Descoberta e trajetória não convencional
Observado pela primeira vez em 1º de julho de 2025, pelo telescópio de pesquisa ATLAS financiado pela NASA no Chile, o 3I/ATLAS se destacou imediatamente devido às suas características orbitais extremas. Também designado C/2025 N1 (ATLAS) e A11pl3Z, o cometa entra no nosso sistema vindo da constelação de Sagitário, seguindo um caminho diferente de tudo o que foi observado anteriormente. A sua velocidade e trajetória confirmam a sua origem interestelar, o que significa que se formou em torno de outra estrela antes de ser ejetado para o vazio galáctico.
Uma abordagem fugaz
O cometa fez a sua maior aproximação ao Sol (periélio) em 30 de outubro de 2025, passando a 1,4 UA – mesmo dentro da órbita de Marte. Esta proximidade proporcionou uma rara janela de observação. Os cientistas perceberam rapidamente que Juice, a caminho de Júpiter, ofereceria um ponto de vista único, impossível de alcançar a partir de telescópios baseados na Terra.
Resposta Rápida e Coleta de Dados
A equipa da ESA rapidamente repriorizou a missão da Juice para maximizar o encontro. Apesar do prazo habitual de nove meses para operações complexas, os preparativos foram reduzidos a semanas. Entre 2 e 25 de novembro de 2025, Juice empregou cinco instrumentos – JANUS, MAJIS, UVS, SWI e PEP – para medir a composição e comportamento do cometa. As restrições térmicas limitaram as observações a um total de 12,5 horas, gerando 11,18 Gbits de dados distribuídos em 126 arquivos científicos.
Gratificação Atrasada: Transmissão de Dados
Os dados permaneceram bloqueados até que o Juice entrou na fase de “cruzeiro frio” em meados de janeiro de 2026, permitindo transmissões em alta largura de banda. Em Fevereiro de 2026, duas sessões de downlink de onze horas através das antenas do espaço profundo da ESA em Nova Norcia e Malargüe finalmente entregaram os resultados aos cientistas que aguardavam. A equipe comemorou uma operação bem-sucedida, demonstrando a rapidez com que uma espaçonave pode se adaptar a oportunidades imprevistas.

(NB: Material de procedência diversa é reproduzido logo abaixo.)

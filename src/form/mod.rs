//! Transaction form that owns the category selection.
//!
//! The form is the parent collaborator of the category selector: it keeps
//! the full category list, exposes the slice belonging to the active
//! transaction type, and turns creation intents into catalog requests.

pub mod validation;

use chrono::{Local, NaiveDate};
use tracing::{debug, warn};

use crate::catalog::CategoryCatalog;
use crate::domain::{Category, Frequency, TransactionDraft, TransactionRecord, TransactionType};
use crate::errors::{PickerError, Result};
use crate::selector::CategorySource;

pub use validation::{FormErrors, FormField};

#[derive(Debug, Clone, Copy, PartialEq, Eq)]
pub enum FormMode {
    New,
    Edit { transaction_id: u64 },
}

#[derive(Debug, Clone)]
pub struct TransactionForm {
    mode: FormMode,
    saved: bool,
    transaction_type: TransactionType,
    all_categories: Vec<Category>,
    categories: Vec<Category>,
    selected_category_id: String,
    pub description: String,
    pub amount: String,
    /// `YYYY-MM-DD`, blank for today.
    pub date: String,
    pub frequency: Option<Frequency>,
    errors: FormErrors,
    creating: bool,
    pending_category: Option<String>,
    deleting: bool,
}

impl TransactionForm {
    pub fn new(transaction_type: TransactionType) -> Self {
        Self {
            mode: FormMode::New,
            saved: false,
            transaction_type,
            all_categories: Vec::new(),
            categories: Vec::new(),
            selected_category_id: String::new(),
            description: String::new(),
            amount: String::new(),
            date: String::new(),
            frequency: None,
            errors: FormErrors::default(),
            creating: false,
            pending_category: None,
            deleting: false,
        }
    }

    /// Form for a saved (recurring) transaction, which also needs a frequency.
    pub fn new_saved(transaction_type: TransactionType) -> Self {
        Self {
            saved: true,
            ..Self::new(transaction_type)
        }
    }

    pub fn edit(record: &TransactionRecord) -> Self {
        Self {
            mode: FormMode::Edit {
                transaction_id: record.transaction_id,
            },
            saved: record.frequency.is_some(),
            selected_category_id: record.category_id.to_string(),
            description: record.description.clone(),
            amount: record.amount.to_string(),
            date: validation::date_part(&record.date).to_string(),
            frequency: record.frequency,
            ..Self::new(record.transaction_type)
        }
    }

    pub fn mode(&self) -> FormMode {
        self.mode
    }

    pub fn is_saved(&self) -> bool {
        self.saved
    }

    pub fn transaction_type(&self) -> TransactionType {
        self.transaction_type
    }

    pub fn errors(&self) -> &FormErrors {
        &self.errors
    }

    pub fn is_deleting(&self) -> bool {
        self.deleting
    }

    /// Asks to delete the transaction being edited. Returns the id to send
    /// to the transaction API, or `None` while a delete is already running.
    pub fn request_delete(&mut self) -> Result<Option<u64>> {
        let FormMode::Edit { transaction_id } = self.mode else {
            return Err(PickerError::InvalidInput(
                "only an existing transaction can be deleted".into(),
            ));
        };
        if self.deleting {
            debug!(transaction_id, "delete already pending");
            return Ok(None);
        }
        self.deleting = true;
        Ok(Some(transaction_id))
    }

    /// Lowers the deleting flag once the delete request has completed.
    pub fn finish_delete(&mut self) {
        self.deleting = false;
    }

    pub fn pending_category(&self) -> Option<&str> {
        self.pending_category.as_deref()
    }

    /// Replaces the category list, as a refetch from the category API does.
    pub fn set_categories(&mut self, categories: Vec<Category>) {
        self.all_categories = categories;
        self.refilter();
    }

    /// Switches between expense and income. A selection that does not
    /// belong to the new type is dropped.
    pub fn set_transaction_type(&mut self, transaction_type: TransactionType) {
        if self.transaction_type == transaction_type {
            return;
        }
        self.transaction_type = transaction_type;
        self.refilter();
        if self.selected_category().is_none() {
            self.selected_category_id.clear();
        }
    }

    pub fn selected_category(&self) -> Option<&Category> {
        self.categories
            .iter()
            .find(|category| category.category_id.matches(&self.selected_category_id))
    }

    /// Completes an outstanding creation request against the catalog, then
    /// refetches and selects the new category.
    pub fn resolve_pending_category(
        &mut self,
        catalog: &mut CategoryCatalog,
    ) -> Result<Option<Category>> {
        let Some(name) = self.pending_category.take() else {
            return Ok(None);
        };
        let created = catalog.create(&name, self.transaction_type);
        self.creating = false;
        let category = match created {
            Ok(category) => category,
            Err(err) => {
                warn!(name = %name, error = %err, "category creation failed");
                return Err(err);
            }
        };
        self.set_categories(catalog.list().to_vec());
        self.on_change(category.category_id.as_str());
        Ok(Some(category))
    }

    pub fn validate(&mut self) -> std::result::Result<TransactionDraft, FormErrors> {
        self.validate_on(Local::now().date_naive())
    }

    /// Validates every field, keeping the messages so the selector can show
    /// the category error inline.
    pub fn validate_on(
        &mut self,
        today: NaiveDate,
    ) -> std::result::Result<TransactionDraft, FormErrors> {
        let mut errors = FormErrors::default();

        let category_id = validation::category(&self.selected_category_id)
            .map_err(|msg| errors.insert(FormField::Category, msg))
            .ok();
        let description = validation::description(&self.description)
            .map_err(|msg| errors.insert(FormField::Description, msg))
            .ok();
        let amount = validation::amount(&self.amount)
            .map_err(|msg| errors.insert(FormField::Amount, msg))
            .ok();
        let date = validation::date(&self.date, today)
            .map_err(|msg| errors.insert(FormField::Date, msg))
            .ok();
        let frequency = if self.saved {
            validation::frequency(self.frequency)
                .map(Some)
                .map_err(|msg| errors.insert(FormField::Frequency, msg))
                .ok()
        } else {
            Some(None)
        };

        self.errors = errors.clone();
        match (category_id, description, amount, date, frequency) {
            (Some(category_id), Some(description), Some(amount), Some(date), Some(frequency)) => {
                Ok(TransactionDraft {
                    category_id,
                    description,
                    amount,
                    date,
                    frequency,
                })
            }
            _ => Err(errors),
        }
    }

    fn refilter(&mut self) {
        self.categories = self
            .all_categories
            .iter()
            .filter(|category| category.transaction_type == self.transaction_type)
            .cloned()
            .collect();
    }
}

impl CategorySource for TransactionForm {
    fn categories(&self) -> &[Category] {
        &self.categories
    }

    fn selected_id(&self) -> &str {
        &self.selected_category_id
    }

    fn is_creating(&self) -> bool {
        self.creating
    }

    fn error(&self) -> Option<&str> {
        self.errors.get(FormField::Category)
    }

    fn on_change(&mut self, category_id: &str) {
        self.selected_category_id = category_id.to_string();
        self.errors.clear(FormField::Category);
    }

    fn on_create_category(&mut self, name: &str) {
        if self.creating {
            debug!(name, "category creation already pending");
            return;
        }
        self.pending_category = Some(name.to_string());
        self.creating = true;
    }
}
mod common;

use category_combo::catalog::CategoryCatalog;
use category_combo::cli::ui::{navigation::PickerInput, test_mode, RowTarget, UiStyle};
use category_combo::cli::{PickOutcome, PickerSession};
use category_combo::config::PickerConfig;
use category_combo::domain::{CategoryId, TransactionType};
use category_combo::form::TransactionForm;
use common::CATALOG_FIXTURE;
use crossterm::event::KeyCode;

fn setup() -> (TransactionForm, CategoryCatalog) {
    let catalog = CategoryCatalog::from_json_str(CATALOG_FIXTURE).unwrap();
    let mut form = TransactionForm::new(TransactionType::Expense);
    form.set_categories(catalog.list().to_vec());
    (form, catalog)
}

fn chars(text: &str) -> Vec<KeyCode> {
    text.chars().map(KeyCode::Char).collect()
}

#[test]
fn arrow_and_enter_pick_first_category() {
    let (mut form, mut catalog) = setup();
    let outcome = PickerSession::new(&mut form, &mut catalog, &PickerConfig::default())
        .with_style(UiStyle::plain())
        .run_simulated(&[KeyCode::Down, KeyCode::Enter]);
    match outcome {
        PickOutcome::Picked(category) => assert_eq!(category.category_name, "Food"),
        other => panic!("unexpected outcome {other:?}"),
    }
}

#[test]
fn typing_a_new_name_creates_and_picks_it() {
    let (mut form, mut catalog) = setup();
    let mut keys = chars("Travel");
    keys.push(KeyCode::Enter);
    let outcome = PickerSession::new(&mut form, &mut catalog, &PickerConfig::default())
        .with_style(UiStyle::plain())
        .run_simulated(&keys);

    let PickOutcome::Picked(category) = outcome else {
        panic!("expected a pick");
    };
    assert_eq!(category.category_id, CategoryId::from(10));
    assert!(catalog.list().iter().any(|cat| cat.category_name == "Travel"));
    assert_eq!(form.selected_category().unwrap().category_name, "Travel");
}

#[test]
fn duplicate_name_keeps_session_running() {
    let (mut form, mut catalog) = setup();
    let mut keys = chars("old hobby");
    keys.extend([KeyCode::Enter, KeyCode::Char('R'), KeyCode::Down, KeyCode::Enter]);
    let outcome = PickerSession::new(&mut form, &mut catalog, &PickerConfig::default())
        .with_style(UiStyle::plain())
        .run_simulated(&keys);

    let PickOutcome::Picked(category) = outcome else {
        panic!("expected a pick after the failed creation");
    };
    assert_eq!(category.category_name, "Rent");
}

#[test]
fn escape_or_exhausted_script_returns_escaped() {
    let (mut form, mut catalog) = setup();
    let mut session = PickerSession::new(&mut form, &mut catalog, &PickerConfig::default());
    assert_eq!(
        session.run_simulated(&[KeyCode::Char('f'), KeyCode::Esc]),
        PickOutcome::Escaped
    );
    assert!(!session.selector().is_open());
    assert_eq!(session.run_simulated(&[KeyCode::Down]), PickOutcome::Escaped);
}

#[test]
fn interrupt_ends_the_session() {
    let (mut form, mut catalog) = setup();
    let mut session = PickerSession::new(&mut form, &mut catalog, &PickerConfig::default());
    assert_eq!(
        session.apply(PickerInput::Interrupt),
        Some(PickOutcome::Escaped)
    );
}

fn typed(session: &mut PickerSession<'_>, text: &str) {
    for ch in text.chars() {
        assert_eq!(session.apply(PickerInput::Char(ch)), None);
    }
}

#[test]
fn click_on_option_row_picks_that_category() {
    let (mut form, mut catalog) = setup();
    let mut session = PickerSession::new(&mut form, &mut catalog, &PickerConfig::default())
        .with_style(UiStyle::plain());
    session.begin();
    assert_eq!(
        session.painted().targets,
        vec![RowTarget::Input, RowTarget::Option(0), RowTarget::Option(1)]
    );

    let Some(PickOutcome::Picked(category)) = session.apply(PickerInput::Click { row: 2 }) else {
        panic!("expected a pick");
    };
    assert_eq!(category.category_name, "Rent");
}

#[test]
fn click_on_create_row_creates_the_typed_name() {
    let (mut form, mut catalog) = setup();
    let mut session = PickerSession::new(&mut form, &mut catalog, &PickerConfig::default())
        .with_style(UiStyle::plain());
    session.begin();
    typed(&mut session, "Tx");
    assert_eq!(session.painted().target_at(1), Some(RowTarget::Create(0)));

    let Some(PickOutcome::Picked(category)) = session.apply(PickerInput::Click { row: 1 }) else {
        panic!("expected the created category");
    };
    assert_eq!(category.category_name, "Tx");
    assert_eq!(category.category_id, CategoryId::from(10));
}

#[test]
fn press_below_widget_closes_and_input_row_reopens() {
    let (mut form, mut catalog) = setup();
    let mut session = PickerSession::new(&mut form, &mut catalog, &PickerConfig::default())
        .with_style(UiStyle::plain());
    session.begin();
    typed(&mut session, "fo");

    assert_eq!(session.apply(PickerInput::Click { row: 40 }), None);
    assert!(!session.selector().is_open());
    assert_eq!(session.selector().search_text(), "");
    assert_eq!(session.painted().lines.len(), 1);

    assert_eq!(session.apply(PickerInput::Click { row: 0 }), None);
    assert!(session.selector().is_open());
    assert_eq!(session.painted().lines.len(), 3);
}

#[test]
fn hovered_row_is_what_enter_picks() {
    let (mut form, mut catalog) = setup();
    let mut session = PickerSession::new(&mut form, &mut catalog, &PickerConfig::default())
        .with_style(UiStyle::plain());
    session.begin();

    assert_eq!(session.apply(PickerInput::Hover { row: 2 }), None);
    assert_eq!(session.selector().highlighted(), Some(1));
    assert_eq!(session.painted().lines[2], "> Rent");

    assert_eq!(session.apply(PickerInput::Hover { row: 9 }), None);
    assert_eq!(session.selector().highlighted(), Some(1));

    let Some(PickOutcome::Picked(category)) = session.apply(PickerInput::Enter) else {
        panic!("expected a pick");
    };
    assert_eq!(category.category_name, "Rent");
}

#[test]
fn creation_error_clears_once_typing_resumes() {
    let (mut form, mut catalog) = setup();
    let mut session = PickerSession::new(&mut form, &mut catalog, &PickerConfig::default())
        .with_style(UiStyle::plain());
    session.begin();
    typed(&mut session, "old hobby");

    assert_eq!(session.apply(PickerInput::Enter), None);
    let notice = session.notice().expect("creation error kept").to_string();
    assert!(notice.contains("already exists"));
    assert_eq!(session.painted().lines.last(), Some(&notice));

    typed(&mut session, "x");
    assert_eq!(session.notice(), None);
    assert_ne!(session.painted().lines.last(), Some(&notice));
}

#[test]
fn run_consumes_installed_scripts_in_order() {
    let (mut form, mut catalog) = setup();
    test_mode::install_selector_events(vec![vec![KeyCode::Down, KeyCode::Enter]]);
    let mut session = PickerSession::new(&mut form, &mut catalog, &PickerConfig::default())
        .with_style(UiStyle::plain());

    let first = session.run().unwrap();
    let second = session.run().unwrap();
    test_mode::reset_selector_events();

    assert!(matches!(first, PickOutcome::Picked(ref cat) if cat.category_name == "Food"));
    assert_eq!(second, PickOutcome::Escaped);
}
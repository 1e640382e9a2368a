//! Scripted key input for driving the picker without a terminal.
//!
//! `CATEGORY_COMBO_TEST_KEYS` holds one key sequence per picker run,
//! separated by `|`; keys within a sequence are separated by `,`.

use crossterm::event::KeyCode;
use once_cell::sync::Lazy;
use std::{collections::VecDeque, env, sync::Mutex};

pub const TEST_KEYS_ENV: &str = "CATEGORY_COMBO_TEST_KEYS";

/// Pending scripted runs; `None` while scripting is off.
type ScriptedRuns = Option<VecDeque<Vec<KeyCode>>>;

static SCRIPTED_RUNS: Lazy<Mutex<ScriptedRuns>> = Lazy::new(|| {
    Mutex::new(env::var(TEST_KEYS_ENV).ok().map(|raw| parse_key_sequences(&raw)))
});

/// Next scripted sequence, or `None` when scripting is off. A script that
/// runs dry yields an empty sequence, which the picker treats as escape.
pub fn next_selector_events(label: &str) -> Option<Vec<KeyCode>> {
    let mut guard = SCRIPTED_RUNS.lock().ok()?;
    let runs = guard.as_mut()?;
    let next = runs.pop_front();
    if next.is_none() {
        tracing::warn!(label, "scripted key sequences exhausted");
    }
    Some(next.unwrap_or_default())
}

/// Turns scripting on with the given runs, replacing any pending ones.
pub fn install_selector_events(runs: Vec<Vec<KeyCode>>) {
    if let Ok(mut guard) = SCRIPTED_RUNS.lock() {
        *guard = Some(runs.into());
    }
}

pub fn reset_selector_events() {
    if let Ok(mut guard) = SCRIPTED_RUNS.lock() {
        *guard = None;
    }
}

pub fn parse_key_sequences(raw: &str) -> VecDeque<Vec<KeyCode>> {
    raw.split('|')
        .filter_map(|segment| {
            let trimmed = segment.trim();
            if trimmed.is_empty() {
                return None;
            }
            let events = trimmed
                .split(',')
                .filter_map(|token| parse_key_code(token.trim()))
                .collect::<Vec<_>>();
            if events.is_empty() {
                None
            } else {
                Some(events)
            }
        })
        .collect()
}

/// Named keys are case-insensitive; any other single character is typed
/// as-is, so `f` and `F` stay distinct.
pub fn parse_key_code(token: &str) -> Option<KeyCode> {
    let mut chars = token.chars();
    if let (Some(ch), None) = (chars.next(), chars.next()) {
        return Some(KeyCode::Char(ch));
    }
    match token.to_ascii_uppercase().as_str() {
        "UP" => Some(KeyCode::Up),
        "DOWN" => Some(KeyCode::Down),
        "LEFT" => Some(KeyCode::Left),
        "RIGHT" => Some(KeyCode::Right),
        "ENTER" | "RETURN" => Some(KeyCode::Enter),
        "ESC" | "ESCAPE" => Some(KeyCode::Esc),
        "BACKSPACE" | "BS" => Some(KeyCode::Backspace),
        "SPACE" => Some(KeyCode::Char(' ')),
        "COMMA" => Some(KeyCode::Char(',')),
        "PIPE" => Some(KeyCode::Char('|')),
        "TAB" => Some(KeyCode::Tab),
        _ => None,
    }
}

#[cfg(test)]
mod tests {
    use super::*;

    #[test]
    fn characters_keep_their_case() {
        assert_eq!(parse_key_code("f"), Some(KeyCode::Char('f')));
        assert_eq!(parse_key_code("F"), Some(KeyCode::Char('F')));
        assert_eq!(parse_key_code("down"), Some(KeyCode::Down));
        assert_eq!(parse_key_code("SPACE"), Some(KeyCode::Char(' ')));
        assert_eq!(parse_key_code("bogus"), None);
    }

    #[test]
    fn sequences_split_on_pipes_and_skip_blanks() {
        let parsed = parse_key_sequences("F,o,o,DOWN,ENTER| |ESC");
        assert_eq!(parsed.len(), 2);
        assert_eq!(parsed[0].len(), 5);
        assert_eq!(parsed[1], vec![KeyCode::Esc]);
    }
}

Implicações e missões futuras
Este evento não só rendeu dados valiosos sobre um visitante interestelar, mas também provou a flexibilidade operacional da Juice. A espaçonave está agora preparada para sua missão principal: realizar sobrevôos frequentes nas luas geladas de Júpiter. De acordo com o engenheiro de operações da espaçonave Juice, Federico Giannetto, esta campanha reforçou a confiança na capacidade da equipe de se adaptar rapidamente e executar objetivos científicos complexos com aviso limitado.
O número crescente de objetos interestelares descobertos – como ‘Oumuamua e 2I/Borisov – sugere que estes visitantes podem ser mais comuns do que se pensava anteriormente. O seu estudo é crucial para a compreensão da formação e evolução de outros sistemas planetários. A interceção bem-sucedida do 3I/ATLAS por Juice estabelece um precedente para missões futuras, demonstrando como as naves espaciais podem capitalizar oportunidades inesperadas para desvendar os segredos do cosmos.